What is more, it has been shown that the 'magic licensing' model may be abandoned in
a more modern approach to GP. CVCV is used here to show that some problematic
licensing issues may be solved in a different way than the classic one. It has also be said
that in Spanish, there is no need to employing 'magic licensing' due to its syllable structure
which does not allow s + C structures word-initially. All the more, coda-onset groups will
not be found word-finally due to the Spanish FEN inability to license any consonant
clusters. Finally, divided constituents which are understood as two separate onsets with a
properly governed empty nucleus between them exist and are licensed both in English and
Spanish.
39
Conclusion
This thesis presents an attempt to show the behaviour of different types of consonant
clusters at word-edges in Spanish and English. First, some theoretical account on GP was
given, showing crucial pillars of this approach.
Next, the second chapter aimed to discuss the issues of the licensing of single
consonants, and consequently, consonant clusters as branching onsets in Spanish. The
Element Theory was employed in this analysis. What is more, some phonetic digressions
were also made to account for better understanding of phonological phenomena in Spanish.
As a result, we concluded that the Spanish final empty nucleus licenses only single,
unheaded coronals in word-final position.
Chapter three provided an account of the licensing of consonant clusters in English in
comparison to Spanish. As well as in chapter two, the Element Theory was used to indicate
the complexity of English consonants. The analysis showed that English allows all possible
consonants word-initially and word-finally, with some exceptions. Subsequently, the
Elements were used to explain the possible word-initial branching onsets. As well as in
Spanish, branching onsets are too hard to be licensed by the English final empty nucleus.
However, the next type of consonant clusters, coda-onset sequences, occur to be easily
licensed by the English FEN, but not by the Spanish one. The clusters with
undistinguishable sonority are licensed in both languages.

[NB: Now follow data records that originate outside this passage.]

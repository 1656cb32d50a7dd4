use log::LevelFilter;

/// `RUST_LOG` is read first; `level` overrides its global filter.
pub fn init_logger(level: LevelFilter) {
    env_logger::Builder::from_default_env()
        .filter_level(level)
        .init();
}
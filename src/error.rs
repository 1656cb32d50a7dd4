use thiserror::Error;

#[derive(Debug, Error)]
pub enum Error {
    /// SDL2 reports most failures as plain strings.
    #[error("sdl error: {0}")]
    Sdl(String),
    #[error("could not create window: {0}")]
    Window(#[from] sdl2::video::WindowBuildError),
    #[error("2D rendering context is not supported: {0}")]
    Canvas(#[from] sdl2::IntegerOrSdlError),
    #[error("could not create texture: {0}")]
    Texture(#[from] sdl2::render::TextureValueError),
    #[error("could not upload frame: {0}")]
    UpdateTexture(#[from] sdl2::render::UpdateTextureError),
    #[error("invalid layout: {0}")]
    InvalidLayout(String),
}

impl From<String> for Error {
    fn from(message: String) -> Self {
        Self::Sdl(message)
    }
}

To summarise, it can be said that in some respects the licensors/governors in Spanish
and English behave in the same way, but other facts show that the English is more flexible
when it comes to the licensing of various types of consonant clusters at word-edges.
40
Podsumowanie
Celem niniejszej pracy jest przedstawienie i zanalizowanie zjawiska licencjonowania
różnych typów zbitek spółgłoskowych na obrzeżach słów w językach hiszpańskim i
angielskim. Aby osiągnąć powyższe cele, wprowadzono założenia Fonologii Rządu i jej
pochodnych. Pierwszy rozdział ma na celu zaprezentowanie i usystematyzowanie
najważniejszych zagadnień teoretycznych z dziedziny Fonologii Rządu. Są to relacje rządu
między rozgałęzionymi nagłosami i licencjonowanie zbitek poprzez końcowy pusty
ośrodek sylaby.
Rozdział drugi zajmuje się przedstawieniem licencjonowania zbitek spółgłoskowych w
języku hiszpańskim. Celem wprowadzenia, zostały przedstawione i zanalizowane
pojedyncze spółgłoski, które mogą znaleźć się na obu krańcach słowa. Następnie,
zastosowana została Teoria Elementów, która mówi, iż u podstawy wszystkich dźwięków
w różnych językach leżą te same składowe – elementy. Jako dopełnienie tej wstępnej
prezentacji i analizy, zaprezentowane zostało licencjonowanie rozgałęziających się
nagłosów. Rezultatem tej analizy było stwierdzenie, że w języku hiszpańskim, końcowy
pusty ośrodek sylaby nie jest w stanie licencjonować zbitek spółgłoskowych będących
rozgałęzionymi nagłosami.
Rozdział trzeci, ostatni, ma na celu zanalizowanie języka angielskiego pod kątem
licencjonowania i relacji rządu na krańcach słowa i porównanie go do języka
hiszpańskiego. Wnioskując z danych, okazuje się, że angielski końcowy pusty ośrodek
sylaby mimo tego, że tak samo jak hiszpański, nie radzi sobie z licencjonowaniem
rozgałęzionych nagłosów, doskonale robi to w przypadku sekwencji o malejącej
sonorności i zbitkach homorganicznych.